Reasoning and Knowledge Reasoning and Learning Architectures

Can a reasoning model's thinking trace compress context effectively?

Does the raw reasoning trace produced by a thinking model naturally function as a context compressor without specialized training or modules? And how does this compare to dedicated compression methods?

Note · 2026-05-28 · sourced from Context Engineering

Context compression — shortening long inputs with minimal information loss to accelerate inference — has been treated as a separate problem requiring specialized compression modules or compression-specific training. Thinking as Compression (TaC) collapses that separation. Its claim is that thinking is already a process of distilling and compressing information, so a reasoning model's thinking trace can serve directly as the compressed context. The trace focuses on key information, skips redundancies, revisits important evidence, and links scattered facts into a compact form — exactly the operations a compressor performs.

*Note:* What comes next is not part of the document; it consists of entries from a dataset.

//! Status - 稼働状況のスナップショット
//!
//! CLI やヘルスチェックが JSON で出力できるよう Serialize を実装する。

use serde::Serialize;

use crate::domain::ids::WorkflowId;

/// MirrorStatus はある時点の稼働状況
///
/// # 使用例
/// ```ignore
/// let status = app.status().await;
/// println!("{}", serde_json::to_string_pretty(&status)?);
/// ```
#[derive(Debug, Clone, PartialEq, Eq, Serialize)]
#[serde(rename_all = "camelCase")]
pub struct MirrorStatus {
    /// Connected, and all remembered filters subscribed.
    pub connected: bool,
    pub subscriptions: Vec<String>,
    pub consumers: Vec<String>,
    pub in_flight_handlers: usize,
    pub pending_terminations: Vec<WorkflowId>,
}

impl MirrorStatus {
    /// Nothing left to do: no handler running and no termination outstanding.
    pub fn is_idle(&self) -> bool {
        self.in_flight_handlers == 0 && self.pending_terminations.is_empty()
    }
}
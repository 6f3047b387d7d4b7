//! Impls - ports の実装
//!
//! # 含まれる実装
//! - **RumqttTransport**: MQTT v5 ブローカー接続（本番用）
//! - **InMemoryTransport**: ループバックブローカー（テスト・デモ用）
//! - **InMemoryEngine**: ワークフローエンジンの代役（テスト・デモ用）

pub mod inmem_engine;
pub mod inmem_transport;
pub mod rumqtt;

pub use self::inmem_engine::InMemoryEngine;
pub use self::inmem_transport::InMemoryTransport;
pub use self::rumqtt::RumqttTransport;
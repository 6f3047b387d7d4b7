//! Messages crossing the broker boundary.

use serde::{Deserialize, Serialize};
use std::fmt;
use std::time::Duration;

/// Delivery guarantee of a single message.
#[derive(Debug, Clone, Copy, PartialEq, Eq, Hash, Default, Serialize, Deserialize)]
pub enum QoS {
    AtMostOnce,
    #[default]
    AtLeastOnce,
    ExactlyOnce,
}

/// One delivery received from the broker.
///
/// Created once per delivery and never mutated; the dispatcher shares it
/// between handlers behind an `Arc`.
#[derive(Debug, Clone, PartialEq, Eq)]
pub struct InboundMessage {
    topic: String,
    payload: Vec<u8>,
    retained: bool,
    qos: QoS,
}

impl InboundMessage {
    pub fn new(topic: impl Into<String>, payload: impl Into<Vec<u8>>, retained: bool, qos: QoS) -> Self {
        Self {
            topic: topic.into(),
            payload: payload.into(),
            retained,
            qos,
        }
    }

    pub fn topic(&self) -> &str {
        &self.topic
    }

    pub fn payload(&self) -> &[u8] {
        &self.payload
    }

    pub fn retained(&self) -> bool {
        self.retained
    }

    pub fn qos(&self) -> QoS {
        self.qos
    }

    /// Retained deliveries with no payload are deletions, not data.
    pub fn is_tombstone(&self) -> bool {
        self.payload.is_empty()
    }
}

/// What to publish, before it reaches a transport.
///
/// `payload == None` together with `retained == true` is a tombstone: the
/// broker drops whatever was retained on the topic.
#[derive(Debug, Clone, PartialEq, Eq)]
pub struct PublishIntent {
    pub topic: String,
    pub payload: Option<Vec<u8>>,
    pub retained: bool,
    pub expiry: Option<Duration>,
    pub qos: QoS,
    pub content_type: Option<String>,
}

impl PublishIntent {
    pub const JSON: &'static str = "application/json";

    pub fn json(topic: impl Into<String>, payload: Vec<u8>) -> Self {
        Self {
            topic: topic.into(),
            payload: Some(payload),
            retained: false,
            expiry: None,
            qos: QoS::AtLeastOnce,
            content_type: Some(Self::JSON.to_string()),
        }
    }

    pub fn tombstone(topic: impl Into<String>) -> Self {
        Self {
            topic: topic.into(),
            payload: None,
            retained: true,
            expiry: None,
            qos: QoS::AtLeastOnce,
            content_type: Some(Self::JSON.to_string()),
        }
    }

    pub fn retained(mut self) -> Self {
        self.retained = true;
        self
    }

    pub fn expires_after(mut self, expiry: Duration) -> Self {
        self.expiry = Some(expiry);
        self
    }

    pub fn is_tombstone(&self) -> bool {
        self.retained && self.payload.is_none()
    }

    /// Expiry in whole seconds as carried by MQTT v5 (saturating).
    pub fn expiry_secs(&self) -> Option<u32> {
        self.expiry
            .map(|d| u32::try_from(d.as_secs()).unwrap_or(u32::MAX))
    }
}

/// Broker verdict on a publish.
#[derive(Debug, Clone, PartialEq, Eq)]
pub enum AckReason {
    Success,
    NoMatchingSubscribers,
    Rejected(String),
}

impl AckReason {
    pub fn is_success(&self) -> bool {
        matches!(self, AckReason::Success | AckReason::NoMatchingSubscribers)
    }
}

impl fmt::Display for AckReason {
    fn fmt(&self, f: &mut fmt::Formatter<'_>) -> fmt::Result {
        match self {
            AckReason::Success => f.write_str("Success"),
            AckReason::NoMatchingSubscribers => f.write_str("NoMatchingSubscribers"),
            AckReason::Rejected(reason) => f.write_str(reason),
        }
    }
}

Empirically, simply prompting a thinking model to generate a trace and using that trace as the shortened context already outperforms most representative compression methods, with no dedicated compressor and no compression-specific training. The intrinsic capability was hiding in plain sight: the same mechanism that lets reasoning models solve hard problems also produces a usable compression of their inputs.

The conceptual payoff is a reframing of what a thinking trace is. It is usually read as a means to an answer; TaC reads it as a reusable artifact — a compressed representation of the relevant context that downstream models can consume. This rhymes with the deeper equivalence in the vault: since Can text-trained models compress images better than specialized tools?, modeling and compression are two views of the same operation, and TaC extends that identity from the model's weights to its traces. It also connects to evidence that trace verbosity is largely separable from reasoning content — since Can minimal reasoning chains match full explanations?, the compressive core of a trace is small. Counterpoint that motivates the companion finding: raw traces struggle with budget control and shortcut behaviors, so "the trace is a compressor" needs a control mechanism to be reliable. Why it matters: it eliminates a whole class of dedicated compression machinery by repurposing reasoning the model already does.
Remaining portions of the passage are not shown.